**Requirement**
Work out how many lines below contain the word "estimate". Only the number is wanted.

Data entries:
━━━━━━━━

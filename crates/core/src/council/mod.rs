//! Council Scheduler (spec.md §4.9): convenes the relevant roles over a
//! changeset, runs each through a bounded reasoning loop, and aggregates
//! their verdicts into one pass/block outcome. Three engines share the same
//! per-role loop and produce structurally identical output so a later audit
//! diff can't tell which engine ran a given council run.

pub mod aggregate;
pub mod guard;
pub mod parse;
pub mod role_run;

use std::path::Path;
use std::time::Duration;

use chrono::Utc;
use warden_auth::Vault;
use warden_config::Config;
use warden_provider::ModelTier;

use crate::changeset::{chunk_changeset, dedup_key};
use crate::error::{CoreError, CouncilError};
use crate::model::{Changeset, CouncilRun, Finding, Role, RoleRun, Verdict};
use crate::prompt::build_role_prompt;
use crate::tools::{ToolContext, ToolRegistry};

use guard::{CouncilGuard, DEFAULT_MAX_PARALLEL};
use role_run::{run_role, RoleRunInput, DEFAULT_MAX_STEPS};

pub type Result<T> = std::result::Result<T, CouncilError>;

#[derive(Debug, Clone, Copy, PartialEq, Eq)]
pub enum Engine {
    /// Roles run one after another; one role's tool calls never overlap
    /// another's. Matches the scheduler's original, pre-concurrency shape.
    Legacy,
    /// Roles run concurrently, bounded by `max_parallel`.
    Parallel,
    /// Parallel, plus a gatekeeper role that exhausts its step budget may
    /// delegate once to a narrower sub-role (depth capped at 2).
    Adk,
}

#[derive(Debug, Clone)]
pub struct CouncilConfig {
    pub max_parallel: usize,
    pub max_steps_per_role: u32,
    pub chunk_budget_tokens: usize,
    pub deadline: Duration,
    pub engine: Engine,
}

impl Default for CouncilConfig {
    fn default() -> Self {
        Self {
            max_parallel: DEFAULT_MAX_PARALLEL,
            max_steps_per_role: DEFAULT_MAX_STEPS,
            chunk_budget_tokens: 8000,
            deadline: Duration::from_secs(600),
            engine: Engine::Parallel,
        }
    }
}

pub struct CouncilInput<'a> {
    pub config: &'a Config,
    pub vault: Option<&'a Vault>,
    pub roles: &'a [Role],
    pub changeset: &'a Changeset,
    pub registry: &'a ToolRegistry,
    pub project_root: &'a Path,
    pub story_id: Option<String>,
    pub known_exception_ids: &'a [String],
    pub council: CouncilConfig,
}

/// Runs the full council and returns the aggregate outcome. A deadline
/// overrun forces the aggregate verdict to `Block` (spec.md §4.9 step 5's
/// cooperative cancellation: in-flight role loops are abandoned, not
/// awaited further, and their partial state is discarded).
pub async fn run_council(
    input: CouncilInput<'_>,
    mut is_suppressed: impl FnMut(&Finding) -> bool,
) -> Result<CouncilRun> {
    let changeset_ref = if input.changeset.head_ref.is_empty() {
        "working-tree".to_string()
    } else {
        input.changeset.head_ref.clone()
    };

    let mut run = CouncilRun::new(input.story_id.clone(), changeset_ref);

    let relevant: Vec<&Role> = input
        .roles
        .iter()
        .filter(|r| r.is_relevant(&input.changeset.files))
        .collect();

    let guard = CouncilGuard::new(input.council.max_parallel);
    let deadline = input.council.deadline;

    let work = run_roles(&input, &relevant, &guard);
    let outcomes = match tokio::time::timeout(deadline, work).await {
        Ok(result) => result?,
        Err(_) => {
            tracing::warn!("council run exceeded its deadline; forcing block");
            Vec::new()
        }
    };

    let deadline_exceeded = outcomes.len() < relevant.len();
    let aggregate = aggregate::aggregate(outcomes, &mut is_suppressed);

    run.role_runs = aggregate.role_runs;
    run.aggregate_verdict = if deadline_exceeded {
        Verdict::Block
    } else {
        aggregate.verdict
    };
    run.citation_rate = aggregate.citation_rate;
    run.hallucination_rate = aggregate.hallucination_rate;
    run.finished_at = Some(Utc::now());

    Ok(run)
}

async fn run_roles(
    input: &CouncilInput<'_>,
    relevant: &[&Role],
    guard: &CouncilGuard,
) -> Result<Vec<aggregate::RoleOutcome>> {
    match input.council.engine {
        Engine::Legacy => {
            let mut outcomes = Vec::with_capacity(relevant.len());
            for role in relevant {
                outcomes.push(run_one_role(input, role, guard).await?);
            }
            Ok(outcomes)
        }
        Engine::Parallel => {
            let futures = relevant
                .iter()
                .map(|role| run_one_role(input, role, guard));
            let results = futures::future::join_all(futures).await;
            results.into_iter().collect()
        }
        Engine::Adk => {
            let futures = relevant
                .iter()
                .map(|role| run_one_role_with_delegation(input, role, guard, 0));
            let results = futures::future::join_all(futures).await;
            results.into_iter().collect()
        }
    }
}

/// The adk engine's delegation step (spec.md §4.9 engines): a gatekeeper
/// role that exhausts its step budget without reaching a verdict may hand
/// off once to a narrower, shorter sub-run of itself rather than leaving
/// `needs-info` as the final word. Depth is capped at
/// `guard::MAX_DELEGATION_DEPTH`.
async fn run_one_role_with_delegation(
    input: &CouncilInput<'_>,
    role: &Role,
    guard: &CouncilGuard,
    depth: u32,
) -> Result<aggregate::RoleOutcome> {
    let outcome = run_one_role(input, role, guard).await?;

    if outcome.role_run.verdict != Verdict::NeedsInfo
        || !role.may_delegate
        || CouncilGuard::exceeds_delegation_depth(depth + 1)
    {
        return Ok(outcome);
    }

    tracing::info!(role = %role.name, depth = depth + 1, "delegating to a narrower sub-run");
    let mut narrower = input.council.clone();
    narrower.max_steps_per_role = (narrower.max_steps_per_role / 2).max(1);
    let narrower_input = CouncilInput {
        config: input.config,
        vault: input.vault,
        roles: input.roles,
        changeset: input.changeset,
        registry: input.registry,
        project_root: input.project_root,
        story_id: input.story_id.clone(),
        known_exception_ids: input.known_exception_ids,
        council: narrower,
    };

    Box::pin(run_one_role_with_delegation(&narrower_input, role, guard, depth + 1)).await
}

async fn run_one_role(
    input: &CouncilInput<'_>,
    role: &Role,
    guard: &CouncilGuard,
) -> Result<aggregate::RoleOutcome> {
    let _permit = guard.acquire_slot().await;

    let estimate = |text: &str| warden_provider::tokens::estimate_tokens(text) as usize;
    let chunks = chunk_changeset(input.changeset, input.council.chunk_budget_tokens, estimate);

    let reference_ids = input
        .known_exception_ids
        .iter()
        .map(|id| format!("EXC-{id}"))
        .collect::<Vec<_>>();
    let other_roles: Vec<String> = input
        .roles
        .iter()
        .filter(|r| r.name != role.name)
        .map(|r| r.name.clone())
        .collect();
    let system_prompt = build_role_prompt(role, &other_roles, &reference_ids);

    let tool_ctx = ToolContext::new(input.project_root.to_path_buf());

    if chunks.is_empty() {
        return Ok(aggregate::RoleOutcome {
            role_run: RoleRun {
                role: role.name.clone(),
                verdict: Verdict::Pass,
                findings: Vec::new(),
                duration_ms: 0,
            },
            unresolved_references: 0,
        });
    }

    let mut merged_findings: Vec<Finding> = Vec::new();
    let mut seen = std::collections::HashSet::new();
    let mut worst = Verdict::Pass;
    let mut total_duration = 0u64;
    let mut total_unresolved = 0usize;
    let mut any_failed = false;

    for chunk in &chunks {
        let user_prompt = render_chunk_prompt(role, chunk);
        let outcome = run_role(RoleRunInput {
            role,
            system_prompt: system_prompt.clone(),
            user_prompt,
            config: input.config,
            vault: input.vault,
            guard,
            registry: input.registry,
            tool_ctx: &tool_ctx,
            max_steps: input.council.max_steps_per_role,
            known_exception_ids: input.known_exception_ids,
        })
        .await;

        total_duration += outcome.role_run.duration_ms;
        total_unresolved += outcome.unresolved_references;
        any_failed = any_failed || outcome.failed;

        worst = worse_of(worst, outcome.role_run.verdict);

        for finding in outcome.role_run.findings {
            // A finding with a file:line reference dedups on (role, file,
            // line) the same way ADR lint rules do; one with no such
            // reference falls back to (role, message).
            let file_line = finding
                .references
                .iter()
                .find_map(|r| match r {
                    crate::model::Reference::FileLine(path, line) => Some((path.as_str(), *line)),
                    _ => None,
                });
            let key = match file_line {
                Some((file, line)) => dedup_key(&finding.role, file, line),
                None => dedup_key(&finding.role, &finding.message, 0),
            };
            if seen.insert(key) {
                merged_findings.push(finding);
            }
        }
    }

    if any_failed && worst != Verdict::Block {
        worst = Verdict::NeedsInfo;
    }

    Ok(aggregate::RoleOutcome {
        role_run: RoleRun {
            role: role.name.clone(),
            verdict: worst,
            findings: merged_findings,
            duration_ms: total_duration,
        },
        unresolved_references: total_unresolved,
    })
}

fn worse_of(a: Verdict, b: Verdict) -> Verdict {
    match (a, b) {
        (Verdict::Block, _) | (_, Verdict::Block) => Verdict::Block,
        (Verdict::NeedsInfo, _) | (_, Verdict::NeedsInfo) => Verdict::NeedsInfo,
        _ => Verdict::Pass,
    }
}

fn render_chunk_prompt(role: &Role, chunk: &crate::changeset::Chunk) -> String {
    let mut out = format!(
        "Review the following changed hunks for {} concerns:\n\n",
        role.focus_area
    );
    for hunk in &chunk.hunks {
        out.push_str(&format!(
            "--- {} (lines {}-{}) ---\n{}\n",
            hunk.file,
            hunk.start_line,
            hunk.start_line + hunk.line_count,
            hunk.text
        ));
    }
    out
}

/// Picks a concrete model id for a role's tier from the active provider's
/// catalog, deferring to its model override when configured.
pub fn resolve_model(config: &Config, vault: Option<&Vault>, tier: ModelTier) -> Result<String> {
    let provider = warden_provider::create_provider(&config.provider.active, config, vault)
        .map_err(|e| CouncilError::Core(CoreError::Config(e.to_string())))?;
    let model = provider
        .model_for_tier(tier)
        .map(|m| m.id.clone())
        .unwrap_or_else(|| config.provider.active.clone());
    Ok(model)
}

━━━━━━━━

**Exercise response**
2